··· DATASET EXCERPTS
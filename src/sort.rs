//! Chronological ordering of articles.
//!
//! [`sort_by_date`] is pure: it never touches the articles it is given and
//! returns a freshly ordered vector.  The direction is an explicit argument;
//! remembering which way to sort next is the caller's job (see
//! [`SortOrder::toggled`]).
//!
//! ## Undated articles
//!
//! An article whose `publishedAt` does not parse sorts **after** every dated
//! article, in both directions, and undated articles keep their relative
//! order.  Sorting never fails.

use std::cmp::Ordering;

use chrono::{DateTime, Utc};

use crate::source::Article;

/// Which chronological direction to sort in.
#[derive(Debug, Clone, Copy, Eq, PartialEq, Default)]
pub enum SortOrder {
    /// Earliest first.
    #[default]
    Ascending,
    /// Latest first.
    Descending,
}

impl SortOrder {
    /// The opposite direction.
    pub fn toggled(self) -> Self {
        match self {
            Self::Ascending => Self::Descending,
            Self::Descending => Self::Ascending,
        }
    }

    /// Short label for the status bar.
    pub fn label(self) -> &'static str {
        match self {
            Self::Ascending => "old → new",
            Self::Descending => "new → old",
        }
    }
}

/// Return `articles` ordered by publish date.
///
/// The sort is stable: articles with identical timestamps keep their input
/// order.
pub fn sort_by_date(articles: &[Article], order: SortOrder) -> Vec<Article> {
    let mut keyed: Vec<(Option<DateTime<Utc>>, &Article)> = articles
        .iter()
        .map(|article| {
            let published = match article.published_at() {
                Ok(ts) => Some(ts),
                Err(e) => {
                    tracing::warn!(title = %article.title, error = %e, "Unparseable publish date, sorting last");
                    None
                }
            };
            (published, article)
        })
        .collect();

    // `Vec::sort_by` is stable.
    keyed.sort_by(|(a, _), (b, _)| compare(*a, *b, order));

    keyed.into_iter().map(|(_, article)| article.clone()).collect()
}

fn compare(a: Option<DateTime<Utc>>, b: Option<DateTime<Utc>>, order: SortOrder) -> Ordering {
    match (a, b) {
        (Some(a), Some(b)) => match order {
            SortOrder::Ascending => a.cmp(&b),
            SortOrder::Descending => b.cmp(&a),
        },
        // Undated sinks to the bottom regardless of direction.
        (Some(_), None) => Ordering::Less,
        (None, Some(_)) => Ordering::Greater,
        (None, None) => Ordering::Equal,
    }
}

// ---------------------------------------------------------------------------
// Tests
// ---------------------------------------------------------------------------

#[cfg(test)]
mod tests {
    use proptest::prelude::*;

    use super::*;
    use crate::source::make_article;

    fn order_for(ascending: bool) -> SortOrder {
        if ascending {
            SortOrder::Ascending
        } else {
            SortOrder::Descending
        }
    }

    fn titles(articles: &[Article]) -> Vec<&str> {
        articles.iter().map(|a| a.title.as_str()).collect()
    }

    #[test]
    fn ascending_puts_earliest_first() {
        let input = vec![
            make_article("newer", "2023-01-02T03:04:05Z"),
            make_article("older", "2023-01-01T00:00:00Z"),
        ];

        let sorted = sort_by_date(&input, SortOrder::Ascending);
        assert_eq!(titles(&sorted), ["older", "newer"]);
    }

    #[test]
    fn descending_puts_latest_first() {
        let input = vec![
            make_article("older", "2023-01-01T00:00:00Z"),
            make_article("newer", "2023-01-02T03:04:05Z"),
        ];

        let sorted = sort_by_date(&input, SortOrder::Descending);
        assert_eq!(titles(&sorted), ["newer", "older"]);
    }

    #[test]
    fn input_is_left_untouched() {
        let input = vec![
            make_article("b", "2023-01-02T00:00:00Z"),
            make_article("a", "2023-01-01T00:00:00Z"),
        ];
        let before = input.clone();

        let _ = sort_by_date(&input, SortOrder::Ascending);
        assert_eq!(input, before);
    }

    #[test]
    fn empty_list_sorts_to_empty_list() {
        assert!(sort_by_date(&[], SortOrder::Ascending).is_empty());
        assert!(sort_by_date(&[], SortOrder::Descending).is_empty());
    }

    #[test]
    fn equal_timestamps_keep_input_order() {
        let ts = "2023-06-01T12:00:00Z";
        let input = vec![
            make_article("first", ts),
            make_article("second", ts),
            make_article("third", ts),
        ];

        for order in [SortOrder::Ascending, SortOrder::Descending] {
            let sorted = sort_by_date(&input, order);
            assert_eq!(titles(&sorted), ["first", "second", "third"], "{order:?}");
        }
    }

    #[test]
    fn undated_articles_sort_last_in_both_directions() {
        let input = vec![
            make_article("bad-1", "not a date"),
            make_article("jan", "2023-01-01T00:00:00Z"),
            make_article("bad-2", "2023-01-01"),
            make_article("feb", "2023-02-01T00:00:00Z"),
        ];

        let asc = sort_by_date(&input, SortOrder::Ascending);
        assert_eq!(titles(&asc), ["jan", "feb", "bad-1", "bad-2"]);

        let desc = sort_by_date(&input, SortOrder::Descending);
        assert_eq!(titles(&desc), ["feb", "jan", "bad-1", "bad-2"]);
    }

    #[test]
    fn duplicates_are_kept() {
        let a = make_article("dup", "2023-01-01T00:00:00Z");
        let sorted = sort_by_date(&[a.clone(), a.clone()], SortOrder::Descending);
        assert_eq!(sorted, vec![a.clone(), a]);
    }

    #[test]
    fn toggled_flips_direction() {
        assert_eq!(SortOrder::Ascending.toggled(), SortOrder::Descending);
        assert_eq!(SortOrder::Descending.toggled(), SortOrder::Ascending);
    }

    // -- properties ----------------------------------------------------------

    /// Timestamps spread over a few years, formatted the way the feed does.
    fn timestamp() -> impl Strategy<Value = String> {
        (1_600_000_000i64..1_700_000_000).prop_map(|secs| {
            DateTime::from_timestamp(secs, 0)
                .unwrap()
                .format("%Y-%m-%dT%H:%M:%SZ")
                .to_string()
        })
    }

    fn articles() -> impl Strategy<Value = Vec<Article>> {
        prop::collection::vec(timestamp(), 0..40).prop_map(|stamps| {
            stamps
                .iter()
                .enumerate()
                .map(|(i, ts)| make_article(&format!("a{i}"), ts))
                .collect()
        })
    }

    fn is_permutation(a: &[Article], b: &[Article]) -> bool {
        let mut a: Vec<_> = titles(a);
        let mut b: Vec<_> = titles(b);
        a.sort_unstable();
        b.sort_unstable();
        a == b
    }

    proptest! {
        #[test]
        fn sort_is_monotonic_and_a_permutation(input in articles(), ascending in any::<bool>()) {
            let order = order_for(ascending);
            let sorted = sort_by_date(&input, order);

            prop_assert_eq!(sorted.len(), input.len());
            prop_assert!(is_permutation(&input, &sorted));

            for pair in sorted.windows(2) {
                let (a, b) = (pair[0].published_at().unwrap(), pair[1].published_at().unwrap());
                match order {
                    SortOrder::Ascending => prop_assert!(a <= b),
                    SortOrder::Descending => prop_assert!(a >= b),
                }
            }
        }

        #[test]
        fn sort_is_stable_for_equal_timestamps(input in articles(), ascending in any::<bool>()) {
            let sorted = sort_by_date(&input, order_for(ascending));
            let position = |title: &str| input.iter().position(|a| a.title == title).unwrap();

            for pair in sorted.windows(2) {
                if pair[0].published_at == pair[1].published_at {
                    prop_assert!(position(&pair[0].title) < position(&pair[1].title));
                }
            }
        }

        #[test]
        fn double_toggle_matches_direct_descending_sort(input in articles()) {
            let via_ascending = sort_by_date(&sort_by_date(&input, SortOrder::Ascending), SortOrder::Descending);
            let direct = sort_by_date(&input, SortOrder::Descending);

            // Titles may differ only among equal timestamps; compare the dates.
            let dates = |v: &[Article]| v.iter().map(|a| a.published_at.clone()).collect::<Vec<_>>();
            prop_assert_eq!(dates(&via_ascending), dates(&direct));
        }
    }
}
//! newsfeed — a terminal reader for a static JSON news feed.
//!
//! ## Architecture overview
//!
//! ```text
//! ┌───────────┐  FetchMsg  ┌──────────┐  draw()  ┌──────────┐
//! │ worker.rs │ ─────────► │  app.rs  │ ───────► │  ui.rs   │
//! │ (thread)  │  (channel) │ (state)  │          │ (render) │
//! └───────────┘            └──────────┘          └──────────┘
//!       ▲                       ▲
//!       │ Action::Refresh       │ handle_key_event()
//!       └──────────────────┌──────────┐
//!                          │ input.rs │
//!                          └──────────┘
//! ```
//!
//! * **`source/`** — article types, JSON decoding and the HTTP source.
//! * **`sort`** — pure chronological ordering of articles.
//! * **`worker`** — runs each fetch on a background thread.
//! * **`app`** — owns all application state (articles, fetch state, sort
//!   direction, scroll position).
//! * **`ui`** — pure rendering: reads `App` state and draws widgets.
//! * **`input`** — maps key events to `App` mutations and main-loop actions.
//! * **`browser`** — hands article URLs to the system browser.
//! * **`config`** — command-line arguments.
//! * **`main`** — wires everything together: parse args, set up logging and
//!   the terminal, and run the event loop.

mod app;
mod browser;
mod config;
mod input;
mod sort;
mod source;
mod ui;
mod worker;

use std::fs::File;
use std::io;
use std::path::Path;
use std::sync::{Arc, Mutex};
use std::time::Duration;

use anyhow::{Context, Result};
use clap::Parser;
use crossterm::{
    event::{self, Event},
    execute,
    terminal::{disable_raw_mode, enable_raw_mode, EnterAlternateScreen, LeaveAlternateScreen},
};
use ratatui::backend::CrosstermBackend;
use ratatui::Terminal;
use tracing_subscriber::EnvFilter;

use app::App;
use browser::SystemBrowser;
use config::Args;
use input::Action;
use source::JsonFeedSource;
use worker::Fetcher;

// ---------------------------------------------------------------------------
// RAII terminal guard — idiomatic cleanup even on panic
// ---------------------------------------------------------------------------

/// Manages terminal raw-mode and alternate-screen lifetime via [`Drop`].
///
/// Constructing this struct enters raw mode + alternate screen.  When the
/// value is dropped (normally or during stack unwinding) it restores the
/// terminal.
struct TerminalGuard {
    terminal: Terminal<CrosstermBackend<io::Stdout>>,
}

impl TerminalGuard {
    fn new() -> Result<Self> {
        enable_raw_mode()?;
        let mut stdout = io::stdout();
        execute!(stdout, EnterAlternateScreen)?;
        let backend = CrosstermBackend::new(stdout);
        let terminal = Terminal::new(backend)?;
        Ok(Self { terminal })
    }
}

impl Drop for TerminalGuard {
    fn drop(&mut self) {
        let _ = disable_raw_mode();
        let _ = execute!(self.terminal.backend_mut(), LeaveAlternateScreen);
        let _ = self.terminal.show_cursor();
    }
}

/// Install a panic hook that restores the terminal before printing the
/// panic message.
fn install_panic_hook() {
    let original_hook = std::panic::take_hook();
    std::panic::set_hook(Box::new(move |info| {
        let _ = disable_raw_mode();
        let _ = execute!(io::stdout(), LeaveAlternateScreen);
        original_hook(info);
    }));
}

/// Send `tracing` output to `path`.  The terminal belongs to the UI, so
/// without a log file nothing is recorded.
fn init_logging(path: &Path) -> Result<()> {
    let file = File::create(path)
        .with_context(|| format!("Failed to create log file '{}'", path.display()))?;

    tracing_subscriber::fmt()
        .with_env_filter(
            EnvFilter::try_from_default_env().unwrap_or_else(|_| EnvFilter::new("info")),
        )
        .with_writer(Mutex::new(file))
        .with_ansi(false)
        .init();
    Ok(())
}

// ---------------------------------------------------------------------------
// Entry point
// ---------------------------------------------------------------------------

fn main() -> Result<()> {
    let args = Args::parse();

    if let Some(path) = &args.log_file {
        init_logging(path)?;
    }
    install_panic_hook();

    // -- configure the feed source -------------------------------------------
    let source = JsonFeedSource::new(args.url.clone(), "News", args.timeout())
        .context("Failed to build HTTP client")?;
    let fetcher = Fetcher::new(Arc::new(source), !args.skip_connectivity_check);

    // -- terminal setup (RAII — Drop restores on exit or panic) --------------
    let mut guard = TerminalGuard::new()?;
    let mut app = App::new();

    fetcher.request(app.begin_fetch());

    // -- main event loop -----------------------------------------------------
    // Runs at ~10 fps (100 ms tick).  Each iteration:
    //   1. Apply any finished fetches.
    //   2. Render the UI.
    //   3. Poll for keyboard input (non-blocking, up to tick_rate).
    let tick_rate = Duration::from_millis(100);

    loop {
        // 1. Process fetch results
        while let Some(msg) = fetcher.try_recv() {
            app.apply_fetch(msg);
        }

        // 2. Render
        guard.terminal.draw(|f| ui::draw(&mut app, f))?;

        // 3. Handle input
        if event::poll(tick_rate)? {
            if let Event::Key(key) = event::read()? {
                match input::handle_key_event(&mut app, key) {
                    Action::None => {}
                    Action::Refresh => fetcher.request(app.begin_fetch()),
                    Action::Open => {
                        if let Err(e) = app.open_selected(&SystemBrowser) {
                            tracing::warn!(error = %e, "Failed to open browser");
                            app.status = format!("Could not open browser: {e}");
                        }
                    }
                }
            }
        }

        if app.quit {
            break;
        }
    }

    // `guard` is dropped here, restoring the terminal; `fetcher` goes with it
    // and any fetch still in flight finishes into a closed channel.
    Ok(())
}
······
PROBLEM DETAILS:
Scan the records for the string "CrosstermBackend". Copy each line in which it appears.

ANSWER TO THE PROBLEM:
use ratatui::backend::CrosstermBackend;
    terminal: Terminal<CrosstermBackend<io::Stdout>>,
        let backend = CrosstermBackend::new(stdout);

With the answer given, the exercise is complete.